use crate::error::StatsError;

pub const MIN_LEVEL: u32 = 1;
pub const MAX_LEVEL: u32 = 120;

/// Experience at which every skill is treated as maxed, regardless of the table.
pub const SATURATION_EXPERIENCE: f64 = 500_000_000.0;

/// Cumulative experience required per level. Index 0 is level 1.
pub const LEVEL_THRESHOLDS: [u64; MAX_LEVEL as usize] = [
    0, 83, 174, 276, 388, 512,
    650, 801, 969, 1_154, 1_358, 1_584,
    1_833, 2_107, 2_411, 2_746, 3_115, 3_523,
    3_973, 4_470, 5_018, 5_624, 6_291, 7_028,
    7_842, 8_740, 9_730, 10_824, 12_031, 13_363,
    14_833, 16_456, 18_247, 20_224, 22_406, 24_815,
    27_473, 30_408, 33_648, 37_224, 41_171, 45_529,
    50_339, 55_649, 61_512, 67_983, 75_127, 83_014,
    91_721, 101_333, 111_945, 123_660, 136_594, 150_872,
    166_636, 184_040, 203_254, 224_466, 247_886, 273_742,
    302_288, 333_804, 368_599, 407_015, 449_428, 496_254,
    547_953, 605_032, 668_051, 737_627, 814_445, 899_257,
    992_895, 1_096_278, 1_210_421, 1_336_443, 1_475_581, 1_629_200,
    1_798_808, 1_986_068, 2_192_818, 2_421_087, 2_673_114, 2_951_373,
    3_258_594, 3_597_792, 3_972_294, 4_385_776, 4_842_295, 5_346_332,
    5_902_831, 6_517_253, 7_195_629, 7_944_614, 8_771_558, 9_684_577,
    10_692_629, 11_805_606, 13_034_431, 14_391_160, 15_889_109, 17_542_976,
    19_368_992, 21_385_073, 23_611_006, 26_068_632, 28_782_069, 31_777_943,
    35_085_654, 38_737_661, 42_769_801, 47_221_641, 52_136_869, 57_563_718,
    63_555_443, 70_170_840, 77_474_828, 85_539_082, 94_442_737, 104_273_167,
];

pub(crate) fn validate_experience(xp: f64) -> Result<f64, StatsError> {
    if xp.is_finite() && xp >= 0.0 {
        Ok(xp)
    } else {
        Err(StatsError::InvalidExperience(xp))
    }
}

/// Level reached with `xp` cumulative experience.
///
/// Thresholds are inclusive lower bounds: experience exactly equal to a
/// threshold reaches that level.
pub fn level_from_experience(xp: f64) -> Result<u32, StatsError> {
    let xp = validate_experience(xp)?;
    if xp >= SATURATION_EXPERIENCE {
        return Ok(MAX_LEVEL);
    }

    let mut level = MAX_LEVEL;
    while level > MIN_LEVEL && xp < threshold(level) {
        level -= 1;
    }
    Ok(level)
}

/// Cumulative experience required for `level`, or `None` outside 1..=120.
pub fn experience_for_level(level: u32) -> Option<f64> {
    if (MIN_LEVEL..=MAX_LEVEL).contains(&level) {
        Some(threshold(level))
    } else {
        None
    }
}

fn threshold(level: u32) -> f64 {
    LEVEL_THRESHOLDS[(level - MIN_LEVEL) as usize] as f64
}
mod client;
mod config;
mod services;
mod state;

use tokio::signal;
use tokio::task::JoinHandle;
use tracing_subscriber::EnvFilter;

use crate::state::FeedState;

#[tokio::main]
async fn main() {
    tracing_subscriber::fmt()
        .with_env_filter(EnvFilter::try_from_default_env().unwrap_or_else(|_| "info".into()))
        .init();

    let state = match FeedState::from_env() {
        Ok(state) => state,
        Err(e) => {
            tracing::error!(error = %e, "failed to configure price feed");
            return;
        }
    };
    tracing::info!(
        base_url = %state.client.base_url(),
        timeout_ms = state.client.timeout().as_millis() as u64,
        poll_interval_secs = state.poll_interval.as_secs(),
        underpriced_threshold = state.calculator.underpriced_threshold(),
        "clanboard feed starting"
    );

    if let Some(player) = config::startup_player() {
        services::player_summary::log_summary(&state.client, &player).await;
    }

    let watcher = tokio::spawn(services::market_watch::run(state.clone()));

    let received = wait_for_stop().await;
    tracing::info!(signal = received, "stopping market watch");
    stop_watcher(watcher).await;

    tracing::info!("clanboard feed stopped");
}

/// Abort the watcher and wait for it to unwind. `false` if it had panicked.
async fn stop_watcher(watcher: JoinHandle<()>) -> bool {
    watcher.abort();
    match watcher.await {
        Ok(()) => true,
        Err(e) if e.is_cancelled() => true,
        Err(e) => {
            tracing::error!(error = %e, "market watch ended abnormally");
            false
        }
    }
}

/// Resolves with the name of the first stop signal received.
async fn wait_for_stop() -> &'static str {
    let interrupt = async {
        match signal::ctrl_c().await {
            Ok(()) => "ctrl-c",
            Err(e) => {
                tracing::error!(error = %e, "cannot listen for ctrl-c; relying on SIGTERM");
                std::future::pending().await
            }
        }
    };

    #[cfg(unix)]
    let terminate = async {
        match signal::unix::signal(signal::unix::SignalKind::terminate()) {
            Ok(mut sigterm) => {
                sigterm.recv().await;
                "sigterm"
            }
            Err(e) => {
                tracing::error!(error = %e, "cannot listen for SIGTERM; relying on ctrl-c");
                std::future::pending().await
            }
        }
    };

    #[cfg(not(unix))]
    let terminate = std::future::pending::<&'static str>();

    tokio::select! {
        name = interrupt => name,
        name = terminate => name,
    }
}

__Your task__. Beginning with the very first line of the material above, give each line again exactly, ending with the line that contains "pub const SATURATION_EXPERIENCE: f64".

__Exercise response__.
use crate::error::StatsError;

pub const MIN_LEVEL: u32 = 1;
pub const MAX_LEVEL: u32 = 120;

/// Experience at which every skill is treated as maxed, regardless of the table.
pub const SATURATION_EXPERIENCE: f64 = 500_000_000.0;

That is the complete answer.